The Humane Society of the United States released the footage June 25, following an undercover operation in May. The AVMA condemned the cruelty and called for adherence to humane handling guidelines. The U.S. agriculture secretary, Ed Schafer, reacted to the footage by again asking the beef industry to refrain from slaughtering nonambulatory cattle while the Department of Agriculture writes a rule to ban the practice entirely.
The footage from the Portales Livestock Auction shows workers shocking cows with electric prods in attempts to force the animals to walk—as well as dragging a cow and kicking a calf. The HSUS asked the USDA to impose an immediate ban on slaughter of nonambulatory cattle and to regulate handling of such animals by livestock markets.
"The abuses of these suffering creatures must be stopped, to protect both animal welfare and food safety," said Wayne Pacelle, HSUS president and chief executive officer.
The slaughter of nonambulatory cattle at the California plant led to the beef recall earlier in the year because of the possibility that the animals had bovine spongiform encephalopathy or another disease of concern for human health.
"The safety of our nation's food supply depends on the health and welfare of our nation's livestock, and the importance of humanely handling that livestock cannot be overstated," said Dr. Ron DeHaven, AVMA chief executive officer. "Everyone involved in animal agriculture, whether on farms or in processing facilities, shares an ethical responsibility to protect the health and welfare of animals used for food production."

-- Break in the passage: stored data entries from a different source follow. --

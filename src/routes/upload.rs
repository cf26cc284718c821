//! Streaming upload proxy.

use actix_multipart::{Field, Multipart, MultipartError};
use actix_web::http::StatusCode;
use actix_web::{HttpRequest, HttpResponse, post, web};
use futures::TryStreamExt;
use reqwest::multipart::{Form, Part};

use crate::auth::bearer_token;
use crate::state::AppState;
use crate::upstream::UpstreamRequest;

/// Multipart field carrying the documents.
pub const DOCS_FIELD: &str = "docs";
const UPLOAD_ENDPOINT: &str = "/embeddings/multiple/openai";

#[derive(Debug, thiserror::Error)]
enum UploadError {
    #[error("malformed multipart body: {0}")]
    Multipart(#[from] MultipartError),
    #[error("invalid part: {0}")]
    Part(#[from] reqwest::Error),
    #[error("upload exceeds {limit} bytes")]
    TooLarge { limit: usize },
}

/// Parts of the incoming form, re-assembled for forwarding.
struct ReassembledForm {
    form: Form,
    files: usize,
}

/// Reads `field`, charging its bytes against the request-wide `remaining` budget.
async fn read_field(
    field: &mut Field,
    remaining: &mut usize,
    limit: usize,
) -> Result<Vec<u8>, UploadError> {
    let mut data = Vec::new();
    while let Some(chunk) = field.try_next().await? {
        *remaining = remaining.checked_sub(chunk.len()).ok_or(UploadError::TooLarge { limit })?;
        data.extend_from_slice(&chunk);
    }
    Ok(data)
}

async fn reassemble(
    mut payload: Multipart,
    limit: usize,
) -> Result<ReassembledForm, UploadError> {
    let mut form = Form::new();
    let mut files = 0;
    let mut remaining = limit;

    while let Some(mut field) = payload.try_next().await? {
        let name = field.name().unwrap_or_default().to_string();
        let filename = field
            .content_disposition()
            .and_then(|cd| cd.get_filename())
            .map(str::to_string);
        let content_type = field.content_type().map(ToString::to_string);
        let data = read_field(&mut field, &mut remaining, limit).await?;

        match filename {
            Some(filename) => {
                if name == DOCS_FIELD {
                    files += 1;
                }
                tracing::debug!("Forwarding file {filename} ({} bytes) as {name}", data.len());
                let mut part = Part::bytes(data).file_name(filename);
                if let Some(content_type) = content_type {
                    part = part.mime_str(&content_type)?;
                }
                form = form.part(name, part);
            }
            None => {
                form = form.text(name, String::from_utf8_lossy(&data).into_owned());
            }
        }
    }

    Ok(ReassembledForm { form, files })
}

#[utoipa::path(
    post,
    path = "/api/upload",
    request_body(content_type = "multipart/form-data", description = "One or more `docs` files plus optional text fields such as `namespace`"),
    responses(
        (status = 200, description = "Ingestion progress relayed from the API server", content_type = "application/json"),
        (status = 400, description = "No files provided"),
        (status = 413, description = "Upload larger than MAX_UPLOAD_BYTES"),
        (status = 500, description = "Internal server error")
    ),
    tag = "upload"
)]
#[post("/api/upload")]
pub async fn upload(
    req: HttpRequest,
    state: web::Data<AppState>,
    payload: Multipart,
) -> HttpResponse {
    let reassembled = match reassemble(payload, state.config.max_upload_bytes).await {
        Ok(reassembled) => reassembled,
        Err(UploadError::TooLarge { limit }) => {
            tracing::warn!("Rejected upload larger than {limit} bytes");
            return HttpResponse::PayloadTooLarge()
                .json(serde_json::json!({ "error": format!("Upload exceeds the {limit} byte limit") }));
        }
        Err(e) => {
            tracing::error!("Error in upload API route: {e}");
            return HttpResponse::InternalServerError().json(serde_json::json!({ "error": "Internal server error" }));
        }
    };

    if reassembled.files == 0 {
        return HttpResponse::BadRequest().json(serde_json::json!({ "error": "No files provided" }));
    }
    tracing::info!("Forwarding {} document(s) for ingestion", reassembled.files);

    let request = UpstreamRequest::post(UPLOAD_ENDPOINT)
        .multipart(reassembled.form)
        .bearer(bearer_token(&req).as_deref())
        .timeout(state.config.upload_timeout);

    match state.upstream.send(request).await {
        Ok(response) => {
            let status = StatusCode::from_u16(response.status().as_u16()).unwrap_or(StatusCode::BAD_GATEWAY);
            HttpResponse::build(status)
                .content_type("application/json")
                .streaming(response.bytes_stream())
        }
        Err(e) => {
            tracing::error!("Error in upload API route: {e}");
            HttpResponse::InternalServerError().json(serde_json::json!({ "error": "Internal server error" }))
        }
    }
}
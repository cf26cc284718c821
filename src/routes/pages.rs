//! Page routes. Each returns a bare HTML shell; the browser app renders the
//! rest. What matters server-side is which gate wraps which page.

use actix_web::{HttpResponse, web};
use serde::Deserialize;

#[derive(Debug, Deserialize)]
pub struct SuccessQuery {
    pub provider: Option<String>,
}

fn shell(title: &str) -> HttpResponse {
    HttpResponse::Ok().content_type("text/html; charset=utf-8").body(format!(
        "<!DOCTYPE html>\n<html lang=\"en\">\n<head><meta charset=\"utf-8\"><title>{title} | DocsMind</title></head>\n<body><div id=\"root\" data-page=\"{title}\"></div></body>\n</html>\n"
    ))
}

pub async fn home() -> HttpResponse {
    shell("Chat")
}

pub async fn admin() -> HttpResponse {
    shell("Admin")
}

pub async fn login() -> HttpResponse {
    shell("Login")
}

pub async fn signup() -> HttpResponse {
    shell("Sign up")
}

pub async fn verify_email() -> HttpResponse {
    shell("Verify email")
}

/// Landing page after the OAuth callback has set the session.
pub async fn auth_success(query: web::Query<SuccessQuery>) -> HttpResponse {
    let provider = query
        .provider
        .as_deref()
        .filter(|p| !p.is_empty() && p.chars().all(|c| c.is_ascii_alphanumeric() || c == '-' || c == '_'));
    match provider {
        Some(provider) => shell(&format!("Signed in with {provider}")),
        None => shell("Signed in"),
    }
}

pub async fn auth_error() -> HttpResponse {
    shell("Sign-in failed")
}
//! Bounded worker pool and animation ticker.
//!
//! The dispatcher owns the whole lifetime of a run: it builds the status
//! board, spawns the ticker and a fixed number of worker threads, feeds
//! domains through a channel, and collects one result per domain in
//! completion order. Everything runs on scoped threads, so by the time `run`
//! returns the ticker has provably stopped rendering — the caller can clear
//! the display without racing a late tick.

use std::collections::HashSet;
use std::io::Write;
use std::sync::mpsc;
use std::sync::{Arc, Mutex};
use std::thread;
use std::time::Duration;

use crate::display::StatusDisplay;
use crate::registry::StatusBoard;
use crate::ProbeResult;

/// Cadence of the spinner animation.
const TICK: Duration = Duration::from_millis(100);

/// Runs probes for a batch of domains with bounded concurrency.
pub struct Dispatcher {
    port: u16,
    workers: usize,
    tick: Duration,
}

impl Dispatcher {
    pub fn new(port: u16, workers: usize) -> Self {
        Dispatcher {
            port,
            workers,
            tick: TICK,
        }
    }

    /// Overrides the animation cadence. Tests shorten it.
    pub fn with_tick(mut self, tick: Duration) -> Self {
        self.tick = tick;
        self
    }

    /// Probes every domain and returns one result per unique domain.
    pub fn run<W>(&self, domains: &[String], display: &StatusDisplay<W>) -> Vec<ProbeResult>
    where
        W: Write + Send,
    {
        self.run_with(domains, display, |domain, port| crate::probe(domain, port))
    }

    /// Like [`Dispatcher::run`], but with the probe function supplied by the
    /// caller. This is the seam the concurrency tests instrument.
    ///
    /// Duplicate domains collapse to their first occurrence before the board
    /// is built, so the display and the result list carry one entry each per
    /// unique domain. At most `workers` probes are in flight at any instant;
    /// a probe failure affects only its own domain. Results arrive in
    /// completion order, which is fine because the reporter re-sorts.
    pub fn run_with<W, F>(
        &self,
        domains: &[String],
        display: &StatusDisplay<W>,
        probe_fn: F,
    ) -> Vec<ProbeResult>
    where
        W: Write + Send,
        F: Fn(&str, u16) -> ProbeResult + Sync,
    {
        let domains = dedupe(domains);
        if domains.is_empty() {
            return Vec::new();
        }

        let board = StatusBoard::new(&domains);
        display.render(&board.snapshot());

        let worker_count = self.workers.max(1).min(domains.len());
        let (job_tx, job_rx) = mpsc::channel::<String>();
        let job_rx = Arc::new(Mutex::new(job_rx));
        let (result_tx, result_rx) = mpsc::channel::<ProbeResult>();

        thread::scope(|scope| {
            let board = &board;
            let probe_fn = &probe_fn;
            let tick = self.tick;
            let port = self.port;

            // The ticker owns its exit condition: it watches the board and
            // stops once nothing is pending. The scope join below is what
            // guarantees it has stopped before the caller's final clear.
            scope.spawn(move || {
                while board.pending_count() > 0 {
                    board.advance_animation();
                    display.render(&board.snapshot());
                    thread::sleep(tick);
                }
            });

            for _ in 0..worker_count {
                let job_rx = Arc::clone(&job_rx);
                let result_tx = result_tx.clone();
                scope.spawn(move || loop {
                    let job = job_rx.lock().unwrap().recv();
                    let Ok(domain) = job else { break };

                    let result = probe_fn(&domain, port);
                    if result.is_error() {
                        board.set_failed(&domain);
                    } else {
                        board.set_completed(&domain);
                    }
                    display.render(&board.snapshot());
                    let _ = result_tx.send(result);
                });
            }
            drop(result_tx);

            for domain in &domains {
                let _ = job_tx.send(domain.clone());
            }
            drop(job_tx);

            result_rx.iter().collect()
        })
    }
}

/// First occurrence wins; the registry, display and report are all keyed by
/// domain name, so duplicates in the input would otherwise collapse silently.
fn dedupe(domains: &[String]) -> Vec<String> {
    let mut seen = HashSet::new();
    let mut unique = Vec::with_capacity(domains.len());
    for domain in domains {
        if seen.insert(domain.clone()) {
            unique.push(domain.clone());
        }
    }
    unique
}

#[cfg(test)]
mod tests {
    use super::*;
    use chrono::NaiveDate;
    use std::sync::atomic::{AtomicUsize, Ordering};

    fn domains(names: &[&str]) -> Vec<String> {
        names.iter().map(|s| s.to_string()).collect()
    }

    fn quiet_display() -> StatusDisplay<Vec<u8>> {
        StatusDisplay::new(Vec::new())
    }

    fn valid_result(domain: &str) -> ProbeResult {
        let expiry = NaiveDate::from_ymd_opt(2030, 1, 1).unwrap();
        ProbeResult::ok(domain, expiry, 100)
    }

    #[test]
    fn test_one_result_per_domain() {
        let display = quiet_display();
        let dispatcher = Dispatcher::new(443, 4).with_tick(Duration::from_millis(5));
        let results = dispatcher.run_with(
            &domains(&["a.example", "b.example", "c.example"]),
            &display,
            |domain, _| valid_result(domain),
        );
        assert_eq!(results.len(), 3);

        let mut seen: Vec<&str> = results.iter().map(|r| r.domain.as_str()).collect();
        seen.sort_unstable();
        assert_eq!(seen, vec!["a.example", "b.example", "c.example"]);
    }

    #[test]
    fn test_in_flight_probes_never_exceed_worker_count() {
        let display = quiet_display();
        let in_flight = AtomicUsize::new(0);
        let max_seen = AtomicUsize::new(0);

        let dispatcher = Dispatcher::new(443, 2).with_tick(Duration::from_millis(5));
        let results = dispatcher.run_with(
            &domains(&[
                "a.example",
                "b.example",
                "c.example",
                "d.example",
                "e.example",
                "f.example",
            ]),
            &display,
            |domain, _| {
                let now = in_flight.fetch_add(1, Ordering::SeqCst) + 1;
                max_seen.fetch_max(now, Ordering::SeqCst);
                thread::sleep(Duration::from_millis(20));
                in_flight.fetch_sub(1, Ordering::SeqCst);
                valid_result(domain)
            },
        );

        assert_eq!(results.len(), 6);
        assert!(max_seen.load(Ordering::SeqCst) <= 2);
        assert!(max_seen.load(Ordering::SeqCst) >= 1);
    }

    #[test]
    fn test_results_arrive_in_completion_order() {
        let display = quiet_display();
        let dispatcher = Dispatcher::new(443, 2).with_tick(Duration::from_millis(5));
        let results = dispatcher.run_with(
            &domains(&["slow.example", "fast.example"]),
            &display,
            |domain, _| {
                if domain.starts_with("slow") {
                    thread::sleep(Duration::from_millis(80));
                }
                valid_result(domain)
            },
        );
        assert_eq!(results[0].domain, "fast.example");
        assert_eq!(results[1].domain, "slow.example");
    }

    #[test]
    fn test_failure_is_isolated() {
        let display = quiet_display();
        let dispatcher = Dispatcher::new(443, 3).with_tick(Duration::from_millis(5));
        let results = dispatcher.run_with(
            &domains(&["bad.example", "good.example"]),
            &display,
            |domain, _| {
                if domain.starts_with("bad") {
                    ProbeResult::failed(domain, "connection refused")
                } else {
                    valid_result(domain)
                }
            },
        );
        assert_eq!(results.len(), 2);
        assert_eq!(results.iter().filter(|r| r.is_error()).count(), 1);
    }

    #[test]
    fn test_duplicates_collapse_to_first_occurrence() {
        let display = quiet_display();
        let dispatcher = Dispatcher::new(443, 2).with_tick(Duration::from_millis(5));
        let results = dispatcher.run_with(
            &domains(&["a.example", "a.example", "b.example"]),
            &display,
            |domain, _| valid_result(domain),
        );
        assert_eq!(results.len(), 2);
    }

    #[test]
    fn test_empty_input_returns_empty() {
        let display = quiet_display();
        let dispatcher = Dispatcher::new(443, 2);
        let results = dispatcher.run_with(&[], &display, |domain, _| valid_result(domain));
        assert!(results.is_empty());
        assert_eq!(display.lines_printed(), 0);
    }

    #[test]
    fn test_display_settles_on_all_done() {
        let display = quiet_display();
        let dispatcher = Dispatcher::new(443, 2).with_tick(Duration::from_millis(5));
        dispatcher.run_with(&domains(&["a.example", "b.example"]), &display, |d, _| {
            valid_result(d)
        });
        let out = String::from_utf8(display.into_inner()).unwrap();
        assert!(out.contains("Progress: 2/2 domains completed - All done!"));
    }
}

Dr. DeHaven said potential solutions to abuses include comprehensive training and certification of livestock workers in humane handling, additional veterinary oversight at production and processing facilities, vigilance by the livestock industry in ensuring adherence to humane handling guidelines, and rigorous enforcement of state and federal regulations regarding animal care and handling at livestock facilities.
The AVMA has several long-standing policies that emphasize humane treatment of agricultural animals.
"We have worked hard—and will continue to do so—to get our policies fully integrated throughout the industry," said Dr. Gail C. Golab, director of the AVMA Animal Welfare Division. "Those policies clearly state that anyone who deals with animals has an obligation to stop—and prevent—this type of cruelty."
Agriculture Secretary Schafer said the inhumane handling in Portales is an unfortunate situation and his department deplores such behavior. He added, however, that a slaughterhouse would not accept nonambulatory cattle on delivery.
Under current regulations, cattle that become nonambulatory at a slaughterhouse after passing initial inspection can enter the slaughter process if a second inspection finds that the animal cannot walk for a reason that would not threaten the food supply, such as a limb injury. The USDA has proposed a rule to eliminate this exception.